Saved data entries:
*** Begin section ***

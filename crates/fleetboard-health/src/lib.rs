//! fleetboard-health — health probing and sweep orchestration.
//!
//! Determines, for every registered backend service, whether it is
//! currently reachable and responding, and merges the results into the
//! shared status store.
//!
//! # Architecture
//!
//! ```text
//! Sweeper
//!   ├── check_all() — one spawned probe task per descriptor,
//!   │                 all-settled join, incremental store updates
//!   ├── check_one(key) — single probe + store update
//!   └── run() — periodic sweep loop with watch-channel shutdown
//! Probe
//!   └── http_probe() → ProbeOutcome (Healthy | Unhealthy, never errors)
//! ```
//!
//! A probe races the HTTP request against its timeout; the losing side
//! is dropped, which tears down the underlying connection. Every
//! failure mode — refused connection, DNS, non-2xx, timeout — collapses
//! into `Unhealthy`, so nothing past the probe carries an error channel.

pub mod probe;
pub mod sweep;

pub use probe::{ProbeOutcome, ProbeVerdict, http_probe};
pub use sweep::{SweepError, Sweeper};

*** End section ***

Problem statement
Reproduce exactly the line that holds "pub mod sweep;", then every line after it, ending with the final line of the records above.

Answer to this task
pub mod sweep;

pub use probe::{ProbeOutcome, ProbeVerdict, http_probe};
pub use sweep::{SweepError, Sweeper};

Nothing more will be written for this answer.